Schwäbische Zeitung (Bad Waldsee / Aulendorf)
„Die Katze steckt sich beim Menschen an“
Stua-Leiter Thomas Miller über die Rolle von Haustieren in der Corona-Pandemie
AULENDORF - Vogelgrippe, Salmonellen, Rindertuberkulose: Seuchentests bei Schweinen, Rindern und Geflügel sind am Staatlichen Tierärztlichen Untersuchungsamt in Aulendorf (Stua) Alltag. Paulina Stumm hat mit Thomas Miller, dem Leiter des Aulendorfer Diagnostikzentrums, darüber gesprochen, wie Corona den Arbeitsalltag in seinen Laboren verändert hat und welche Rolle Haustiere bei der Übertragung von Sars-CoV-2 spielen.
Herr Miller, das Veterinäruntersuchungsamt Stuttgart wurde zur Laboruntersuchung von menschlichen Corona-Tests herangezogen. Könnte das Stua auch Corona-Tests von Menschen untersuchen?
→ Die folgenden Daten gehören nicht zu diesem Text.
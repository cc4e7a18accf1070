//! Environment-snapshot file.
//!
//! The snapshot records the runtime state a project was last run under:
//! when it was taken, the platform, and the output of the configured
//! version commands. Its modification time is what the freshness check
//! compares against the scripts.

use std::fmt::Write as _;
use std::fs;
use std::path::{Path, PathBuf};

use chrono::{DateTime, Local};

use crate::config::SnapshotConfig;
use crate::error::Result;
use crate::layout::ProjectLayout;
use crate::shell::{execute, CommandOptions};

/// Write the snapshot file for `layout`, replacing any earlier one.
///
/// A command that fails is recorded with its exit code rather than
/// aborting the snapshot.
pub fn write_snapshot(layout: &ProjectLayout, config: &SnapshotConfig) -> Result<PathBuf> {
    let mut outputs = Vec::new();
    for command in &config.commands {
        let result = execute(command, &CommandOptions::in_dir(layout.root()))?;
        let mut text = result.stdout;
        text.push_str(&result.stderr);
        if !result.success {
            tracing::warn!("Snapshot command '{}' failed", command);
            let code = result
                .exit_code
                .map_or_else(|| "none".to_string(), |c| c.to_string());
            let _ = writeln!(text, "(exit code {})", code);
        }
        outputs.push((command.as_str(), text));
    }

    let content = render_snapshot(layout.root(), Local::now(), &outputs);
    let path = layout.snapshot_file().to_path_buf();
    fs::write(&path, content)?;
    tracing::debug!("Wrote {}", path.display());
    Ok(path)
}

/// Render snapshot text from already collected command outputs.
pub fn render_snapshot(root: &Path, taken: DateTime<Local>, outputs: &[(&str, String)]) -> String {
    let mut text = String::new();
    let _ = writeln!(text, "Environment snapshot");
    let _ = writeln!(text, "Taken: {}", taken.format("%Y-%m-%d %H:%M:%S %z"));
    let _ = writeln!(text, "Project: {}", root.display());
    let _ = writeln!(
        text,
        "Platform: {}-{}",
        std::env::consts::OS,
        std::env::consts::ARCH
    );

    for (command, output) in outputs {
        let _ = writeln!(text);
        let _ = writeln!(text, "$ {}", command);
        text.push_str(output);
        if !output.ends_with('\n') {
            text.push('\n');
        }
    }

    text
}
Wir forschen nicht an den Viren, und momentan sind wir auch nicht daran, Proben zu untersuchen. Die grundsätzliche Untersuchungstechnik für Sars-CoV-2 ist ein molekularbiologisches Verfahren, das PCRVerfahren, das sowohl in der tiermedizinischen als auch in der humanmedizinischen Diagnostik erprobt ist. Das können wir als Tierärztliches Diagnostikzentrum daher auch.
Gab es schon Test-Anfragen an das Stua?
Ja, in der Anfangszeit im März wollten Landkreise wissen, ob wir Probenuntersuchungen durchführen würden. Das war dann aber nicht nötig, die Humanmedizin hat ihre Testkapazitäten deutlich erhöht.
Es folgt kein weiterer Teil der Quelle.